Now, I have a 50×50 Distance Matrix.I have run a "meaningfullness" check, and it seemed ok for me – i.e. more similar sequences had smaller distance and very different ones had very large distance. The distances seemed to satisfy the triangle inequality. However, I have noticed that:

1) the shorter sequences seem to be "closer" to all other sequences than longer ones. It seems that this distance measure is biased to favor short distances.

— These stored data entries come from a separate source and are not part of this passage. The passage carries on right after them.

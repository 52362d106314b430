//! # Bot Module
//!
//! Serenity adapter for Guild Jukebox.
//!
//! This module only translates Discord events into [`PlaybackEngine`] calls:
//! - Guild lifecycle (ready, guild create/delete) registers and drops tenants
//! - Slash commands and player buttons map onto engine operations
//! - The bot's own voice state tells the engine when the voice link is gone
//!
//! ## Example
//!
//! ```rust,no_run
//! # use std::sync::Arc;
//! # use guild_jukebox::{audio::{idle::IdleSettings, player::PlaybackEngine}, bot::JukeboxBot, config::Config};
//! # fn example(engine: Arc<PlaybackEngine>) -> anyhow::Result<()> {
//! let config = Config::load()?;
//! let idle = Arc::new(IdleSettings::new(config.idle_timeout));
//! let bot = JukeboxBot::new(config, engine, idle);
//! # Ok(())
//! # }
//! ```

use anyhow::Result;
use serenity::{
    all::{
        ChannelId, Context, EventHandler, Guild, GuildId, Interaction, Ready, UnavailableGuild,
        UserId, VoiceState,
    },
    async_trait,
};
use std::sync::Arc;
use tracing::{debug, error, info, warn};

pub mod commands;
pub mod handlers;

use crate::{
    audio::{idle::IdleSettings, player::PlaybackEngine, voice::SongbirdTransport},
    config::Config,
};

/// Main Discord event handler.
///
/// Holds no playback state of its own: every guild lives inside the shared
/// [`PlaybackEngine`], so the background completion loop and idle monitor see
/// the same tenants as the commands do.
pub struct JukeboxBot {
    /// Bot configuration loaded from environment variables
    config: Arc<Config>,
    /// Playback engine shared with the background tasks
    pub engine: Arc<PlaybackEngine>,
    /// Idle timeout, changed at runtime by `/timeout`
    pub idle: Arc<IdleSettings>,
}

impl JukeboxBot {
    pub fn new(config: Config, engine: Arc<PlaybackEngine>, idle: Arc<IdleSettings>) -> Self {
        Self {
            config: Arc::new(config),
            engine,
            idle,
        }
    }

    pub fn config(&self) -> &Config {
        &self.config
    }

    /// Registers slash commands with Discord.
    ///
    /// Commands go to the guild named by `GUILD_ID` when set (propagates in about
    /// a second), globally otherwise (can take up to an hour).
    async fn register_commands(&self, ctx: &Context) -> Result<()> {
        info!("📝 Registrando comandos slash...");

        match self.config.guild_id {
            Some(guild_id) => {
                let guild_id = GuildId::new(guild_id);
                info!("🏠 Registrando comandos para guild específica: {}", guild_id);
                commands::register_guild_commands(ctx, guild_id)
                    .await
                    .map_err(|e| {
                        error!("❌ Error registrando comandos de guild: {:?}", e);
                        anyhow::anyhow!("No se pudieron registrar comandos de guild. Verifica que el bot tenga permisos de 'applications.commands' en la guild.")
                    })?;
                info!("✅ Comandos de guild registrados para: {}", guild_id);
            }
            None => {
                info!("🌐 Registrando comandos globalmente");
                commands::register_global_commands(ctx).await.map_err(|e| {
                    error!("❌ Error registrando comandos globales: {:?}", e);
                    anyhow::anyhow!("No se pudieron registrar comandos globales. Verifica que el bot tenga permisos de 'applications.commands'.")
                })?;
                info!("✅ Comandos globales registrados");
            }
        }

        Ok(())
    }

    /// Connects the bot to a voice channel and hands the call to the engine.
    ///
    /// If the guild already had queued items they start playing right away.
    pub async fn join_voice_channel(
        &self,
        ctx: &Context,
        guild_id: GuildId,
        channel_id: ChannelId,
        text_channel: ChannelId,
    ) -> Result<()> {
        let manager = songbird::get(ctx)
            .await
            .ok_or_else(|| anyhow::anyhow!("Songbird no inicializado"))?;

        let transport = SongbirdTransport::join(manager, guild_id, channel_id).await?;
        self.engine
            .connect(guild_id, Arc::new(transport), Some(text_channel))
            .await?;
        Ok(())
    }

    /// Joins the caller's voice channel unless the guild is already connected
    pub async fn ensure_connected(
        &self,
        ctx: &Context,
        guild_id: GuildId,
        user_id: UserId,
        text_channel: ChannelId,
    ) -> Result<()> {
        if self.engine.is_connected(guild_id).await {
            self.engine.set_text_channel(guild_id, text_channel).await;
            return Ok(());
        }

        let channel_id = handlers::get_user_voice_channel(ctx, guild_id, user_id)?;
        self.join_voice_channel(ctx, guild_id, channel_id, text_channel)
            .await
    }
}

#[async_trait]
impl EventHandler for JukeboxBot {
    /// Called when the bot is ready and connected to Discord.
    ///
    /// Every guild in the ready payload gets a tenant before any command can
    /// reach it, then the slash commands are registered.
    async fn ready(&self, ctx: Context, ready: Ready) {
        info!("🤖 {} está en línea!", ready.user.name);
        info!("📊 Conectado a {} servidores", ready.guilds.len());

        for guild in &ready.guilds {
            self.engine.register(guild.id);
        }

        if let Err(e) = self.register_commands(&ctx).await {
            error!("Error al registrar comandos: {:?}", e);
        }
    }

    async fn guild_create(&self, _ctx: Context, guild: Guild, is_new: Option<bool>) {
        self.engine.register(guild.id);
        if is_new == Some(true) {
            info!("🏠 Nuevo servidor: {} ({})", guild.name, guild.id);
        }
    }

    /// A guild outage keeps the tenant; only a real removal drops it.
    async fn guild_delete(&self, _ctx: Context, incomplete: UnavailableGuild, _full: Option<Guild>) {
        if incomplete.unavailable {
            warn!("⚠️ Guild {} no disponible temporalmente", incomplete.id);
            return;
        }

        info!("🚪 Bot removido de guild {}", incomplete.id);
        let engine = self.engine.clone();
        tokio::spawn(async move {
            engine.remove_tenant(incomplete.id).await;
        });
    }

    async fn interaction_create(&self, ctx: Context, interaction: Interaction) {
        match interaction {
            Interaction::Command(command_interaction) => {
                if let Err(e) = handlers::handle_command(&ctx, command_interaction, self).await {
                    error!("Error manejando comando: {:?}", e);
                }
            }
            Interaction::Component(component_interaction) => {
                if let Err(e) = handlers::handle_component(&ctx, component_interaction, self).await
                {
                    error!("Error manejando componente: {:?}", e);
                }
            }
            _ => {}
        }
    }

    /// Detects the bot being kicked or moved out of voice.
    async fn voice_state_update(&self, ctx: Context, old: Option<VoiceState>, new: VoiceState) {
        let current_user_id = ctx.cache.current_user().id;
        if new.user_id != current_user_id {
            return;
        }

        let Some(guild_id) = new.guild_id else {
            return;
        };

        if old.is_some() && new.channel_id.is_none() {
            info!("🔌 Bot desconectado en guild {}", guild_id);
            self.engine.transport_lost(guild_id).await;
        } else {
            debug!("Estado de voz del bot actualizado en guild {}", guild_id);
        }
    }
}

2) I have tried PAM-clustering with the distance matrix by converting my distance matrix to dist object in R by using as.dist(), and my results were very bad, even for 2 clusters or 49 ( max avg.silhouette width produced by R function pam was 0.28). With some numbers of clusters the avg.silhouette widths were even negative.

I am coming to conclusion that my way of computing medoids is invalid/conceptually wrong. What could be the problem? Can log-likelihood distance matrix be used with medoids clustering at all?

edit: I am including the heatmap of the distance matrix, where x- and y-axis represent sequences (1 through 50th). It looks strange to me but I cannot pinpoint what exactly doesn't feel right.

heatmap

Best Answer

What definition of log-likelihood is that? I've seen $$r(a,b) = \log \frac{P(a|Mod)}{P(b|Mod)} = \log(P(a|Mod)) - \log(P(b|Mod)) ,$$ but here you're subtracting your two probabilities.